(DATASET RECORDS Opens)

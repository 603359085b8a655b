//! Integration tests for the content upload pipeline
//!
//! **Purpose**: exercise the full create → register → poll → transfer →
//! commit sequence against mocked Graph and storage endpoints
//!
//! **Coverage:**
//! - Happy path: every stage runs exactly once, polls repeat as scripted
//! - Replacement path: content stages against an existing app id
//! - Deadline: storage URI that never materializes surfaces a timeout
//! - Stage failure: a rejected registration aborts with the stage attached
//!
//! **Infrastructure:**
//! - WireMock server playing the token endpoint, Graph, and blob storage
//! - Stateful content-file mock scripted per poll

use std::sync::atomic::{AtomicUsize, Ordering};
use std::sync::{Arc, Mutex};
use std::time::Duration;

use intune_client::{IntuneClient, UploadOptions};
use intune_domain::{
    ClientConfig, Credentials, FileEncryptionInfo, IntuneError, MobileApp, MobileAppContentFile,
    UploadStage,
};
use wiremock::matchers::{method, path, query_param};
use wiremock::{Mock, MockServer, Request, ResponseTemplate};

const APP_ID: &str = "app-0001";
const VERSION_ID: &str = "1";
const FILE_ID: &str = "file-0001";

fn client_for(server: &MockServer) -> IntuneClient {
    IntuneClient::new(
        ClientConfig::new(
            "test-tenant",
            Credentials::ClientSecret {
                client_id: "app-registration".into(),
                client_secret: "secret".into(),
            },
        )
        .with_graph_base_url(server.uri())
        .with_login_base_url(server.uri()),
    )
}

fn encryption_info() -> FileEncryptionInfo {
    FileEncryptionInfo {
        encryption_key: "a2V5".into(),
        mac_key: "bWFj".into(),
        initialization_vector: "aXY=".into(),
        mac: "ZGlnZXN0".into(),
        profile_identifier: "ProfileVersion1".into(),
        file_digest: "c2hh".into(),
        file_digest_algorithm: "SHA256".into(),
    }
}

fn fast_options() -> UploadOptions {
    UploadOptions::default().with_poll_interval(Duration::from_millis(10))
}

async fn mount_token_endpoint(server: &MockServer) {
    Mock::given(method("POST"))
        .and(path("/test-tenant/oauth2/v2.0/token"))
        .respond_with(ResponseTemplate::new(200).set_body_json(serde_json::json!({
            "token_type": "Bearer",
            "expires_in": 3599,
            "access_token": "graph-token"
        })))
        .mount(server)
        .await;
}

/// Script the content-file GET: two polls without a storage URI, one with
/// it, then a pending commit state, then success.
async fn mount_content_file_sequence(server: &MockServer, storage_uri: String) {
    let polls = Arc::new(AtomicUsize::new(0));
    Mock::given(method("GET"))
        .and(path(format!(
            "/deviceAppManagement/mobileApps/{APP_ID}/microsoft.graph.win32LobApp/contentVersions/{VERSION_ID}/files/{FILE_ID}"
        )))
        .respond_with(move |_req: &Request| -> ResponseTemplate {
            let call = polls.fetch_add(1, Ordering::SeqCst);
            let body = match call {
                0 | 1 => serde_json::json!({
                    "id": FILE_ID,
                    "azureStorageUri": null,
                    "uploadState": "azureStorageUriRequestPending"
                }),
                2 => serde_json::json!({
                    "id": FILE_ID,
                    "azureStorageUri": storage_uri,
                    "uploadState": "azureStorageUriRequestSuccess"
                }),
                3 => serde_json::json!({
                    "id": FILE_ID,
                    "azureStorageUri": storage_uri,
                    "uploadState": "commitFilePending"
                }),
                _ => serde_json::json!({
                    "id": FILE_ID,
                    "azureStorageUri": storage_uri,
                    "uploadState": "commitFileSuccess"
                }),
            };
            ResponseTemplate::new(200).set_body_json(body)
        })
        .expect(5)
        .mount(server)
        .await;
}

async fn mount_content_stages(server: &MockServer) {
    Mock::given(method("POST"))
        .and(path(format!(
            "/deviceAppManagement/mobileApps/{APP_ID}/microsoft.graph.win32LobApp/contentVersions"
        )))
        .respond_with(
            ResponseTemplate::new(200).set_body_json(serde_json::json!({ "id": VERSION_ID })),
        )
        .expect(1)
        .mount(server)
        .await;

    Mock::given(method("POST"))
        .and(path(format!(
            "/deviceAppManagement/mobileApps/{APP_ID}/microsoft.graph.win32LobApp/contentVersions/{VERSION_ID}/files"
        )))
        .respond_with(
            ResponseTemplate::new(200).set_body_json(serde_json::json!({ "id": FILE_ID })),
        )
        .expect(1)
        .mount(server)
        .await;

    Mock::given(method("PUT"))
        .and(path("/uploads/package.intunewin.bin"))
        .and(query_param("comp", "block"))
        .respond_with(ResponseTemplate::new(201))
        .expect(1)
        .mount(server)
        .await;

    Mock::given(method("PUT"))
        .and(path("/uploads/package.intunewin.bin"))
        .and(query_param("comp", "blocklist"))
        .respond_with(ResponseTemplate::new(201))
        .expect(1)
        .mount(server)
        .await;

    Mock::given(method("POST"))
        .and(path(format!(
            "/deviceAppManagement/mobileApps/{APP_ID}/microsoft.graph.win32LobApp/contentVersions/{VERSION_ID}/files/{FILE_ID}/commit"
        )))
        .respond_with(ResponseTemplate::new(204))
        .expect(1)
        .mount(server)
        .await;

    Mock::given(method("PATCH"))
        .and(path(format!("/deviceAppManagement/mobileApps/{APP_ID}")))
        .respond_with(ResponseTemplate::new(200).set_body_json(serde_json::json!({})))
        .expect(1)
        .mount(server)
        .await;
}

#[tokio::test]
async fn create_with_content_runs_every_stage_once() {
    let server = MockServer::start().await;
    mount_token_endpoint(&server).await;

    Mock::given(method("POST"))
        .and(path("/deviceAppManagement/mobileApps"))
        .respond_with(ResponseTemplate::new(201).set_body_json(serde_json::json!({
            "@odata.type": "#microsoft.graph.win32LobApp",
            "id": APP_ID,
            "displayName": "7-Zip"
        })))
        .expect(1)
        .mount(&server)
        .await;

    let storage_uri = format!("{}/uploads/package.intunewin.bin?sv=2020&sig=s", server.uri());
    mount_content_file_sequence(&server, storage_uri).await;
    mount_content_stages(&server).await;

    let client = client_for(&server);
    let payload = vec![0xABu8; 10_000];
    let file = MobileAppContentFile::new("package.intunewin", 10_000, 10_000);

    let progress_reports = Arc::new(Mutex::new(Vec::new()));
    let reports_clone = progress_reports.clone();
    let options = fast_options().with_progress(Box::new(move |total, transferred| {
        reports_clone.lock().unwrap().push((total, transferred));
    }));

    let created = client
        .mobile_apps()
        .create_with_content(
            &MobileApp::win32_lob("7-Zip"),
            &encryption_info(),
            &file,
            &payload,
            options,
        )
        .await
        .expect("upload should succeed");

    // The pipeline returns the application exactly as the create call
    // produced it.
    assert_eq!(created.id.as_deref(), Some(APP_ID));
    assert_eq!(created.display_name.as_deref(), Some("7-Zip"));

    // 10 000 bytes is above the small-payload threshold, so the default
    // 4 MiB block applies: one block, one progress report.
    let reports = progress_reports.lock().unwrap();
    assert_eq!(reports.as_slice(), &[(10_000, 10_000)]);

    // One token exchange covers the whole pipeline.
    let token_calls = server
        .received_requests()
        .await
        .unwrap()
        .iter()
        .filter(|r| r.url.path().ends_with("/oauth2/v2.0/token"))
        .count();
    assert_eq!(token_calls, 1);
}

#[tokio::test]
async fn replace_content_skips_app_creation_and_reports_final_state() {
    let server = MockServer::start().await;
    mount_token_endpoint(&server).await;

    let storage_uri = format!("{}/uploads/package.intunewin.bin?sv=2020&sig=s", server.uri());
    mount_content_file_sequence(&server, storage_uri).await;
    mount_content_stages(&server).await;

    let client = client_for(&server);
    let payload = vec![0x11u8; 10_000];
    let file = MobileAppContentFile::new("package.intunewin", 10_000, 10_000);

    let state = client
        .mobile_apps()
        .replace_content(APP_ID, &encryption_info(), &file, &payload, fast_options())
        .await
        .expect("replacement should succeed");

    assert_eq!(state, "commitFileSuccess");

    // No app-creation POST happened.
    let create_calls = server
        .received_requests()
        .await
        .unwrap()
        .iter()
        .filter(|r| {
            r.method.as_str() == "POST" && r.url.path() == "/deviceAppManagement/mobileApps"
        })
        .count();
    assert_eq!(create_calls, 0);
}

#[tokio::test]
async fn storage_uri_that_never_appears_times_out() {
    let server = MockServer::start().await;
    mount_token_endpoint(&server).await;

    Mock::given(method("POST"))
        .and(path(format!(
            "/deviceAppManagement/mobileApps/{APP_ID}/microsoft.graph.win32LobApp/contentVersions"
        )))
        .respond_with(
            ResponseTemplate::new(200).set_body_json(serde_json::json!({ "id": VERSION_ID })),
        )
        .mount(&server)
        .await;
    Mock::given(method("POST"))
        .and(path(format!(
            "/deviceAppManagement/mobileApps/{APP_ID}/microsoft.graph.win32LobApp/contentVersions/{VERSION_ID}/files"
        )))
        .respond_with(
            ResponseTemplate::new(200).set_body_json(serde_json::json!({ "id": FILE_ID })),
        )
        .mount(&server)
        .await;
    Mock::given(method("GET"))
        .respond_with(ResponseTemplate::new(200).set_body_json(serde_json::json!({
            "id": FILE_ID,
            "azureStorageUri": null,
            "uploadState": "azureStorageUriRequestPending"
        })))
        .mount(&server)
        .await;

    let client = client_for(&server);
    let file = MobileAppContentFile::new("package.intunewin", 10_000, 10_000);
    let options = fast_options().with_deadline(Duration::from_millis(50));

    let err = client
        .mobile_apps()
        .replace_content(APP_ID, &encryption_info(), &file, &[0u8; 16], options)
        .await
        .expect_err("should time out");

    match err {
        IntuneError::Timeout { stage, .. } => assert_eq!(stage, UploadStage::AwaitStorageUri),
        other => panic!("expected Timeout, got {other:?}"),
    }
}

#[tokio::test]
async fn rejected_file_registration_aborts_with_the_stage() {
    let server = MockServer::start().await;
    mount_token_endpoint(&server).await;

    Mock::given(method("POST"))
        .and(path(format!(
            "/deviceAppManagement/mobileApps/{APP_ID}/microsoft.graph.win32LobApp/contentVersions"
        )))
        .respond_with(
            ResponseTemplate::new(200).set_body_json(serde_json::json!({ "id": VERSION_ID })),
        )
        .mount(&server)
        .await;
    Mock::given(method("POST"))
        .and(path(format!(
            "/deviceAppManagement/mobileApps/{APP_ID}/microsoft.graph.win32LobApp/contentVersions/{VERSION_ID}/files"
        )))
        .respond_with(ResponseTemplate::new(400).set_body_string("size mismatch"))
        .mount(&server)
        .await;

    let client = client_for(&server);
    let file = MobileAppContentFile::new("package.intunewin", 10_000, 10_000);

    let err = client
        .mobile_apps()
        .replace_content(APP_ID, &encryption_info(), &file, &[0u8; 16], fast_options())
        .await
        .expect_err("should abort");

    match err {
        IntuneError::UploadStage { stage, source } => {
            assert_eq!(stage, UploadStage::RegisterFile);
            assert!(matches!(*source, IntuneError::Api { status: 400, .. }));
        }
        other => panic!("expected UploadStage, got {other:?}"),
    }
}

(DATASET RECORDS Closes)

== TASK DIRECTIONS ==
Restate, word for word and with nothing added, the lines from the beginning of the records above through the line that contains "use std::time::Duration;".

== ANSWER ==
repository 603359085b8a655b
//! Integration tests for the content upload pipeline
//!
//! **Purpose**: exercise the full create → register → poll → transfer →
//! commit sequence against mocked Graph and storage endpoints
//!
//! **Coverage:**
//! - Happy path: every stage runs exactly once, polls repeat as scripted
//! - Replacement path: content stages against an existing app id
//! - Deadline: storage URI that never materializes surfaces a timeout
//! - Stage failure: a rejected registration aborts with the stage attached
//!
//! **Infrastructure:**
//! - WireMock server playing the token endpoint, Graph, and blob storage
//! - Stateful content-file mock scripted per poll

use std::sync::atomic::{AtomicUsize, Ordering};
use std::sync::{Arc, Mutex};
use std::time::Duration;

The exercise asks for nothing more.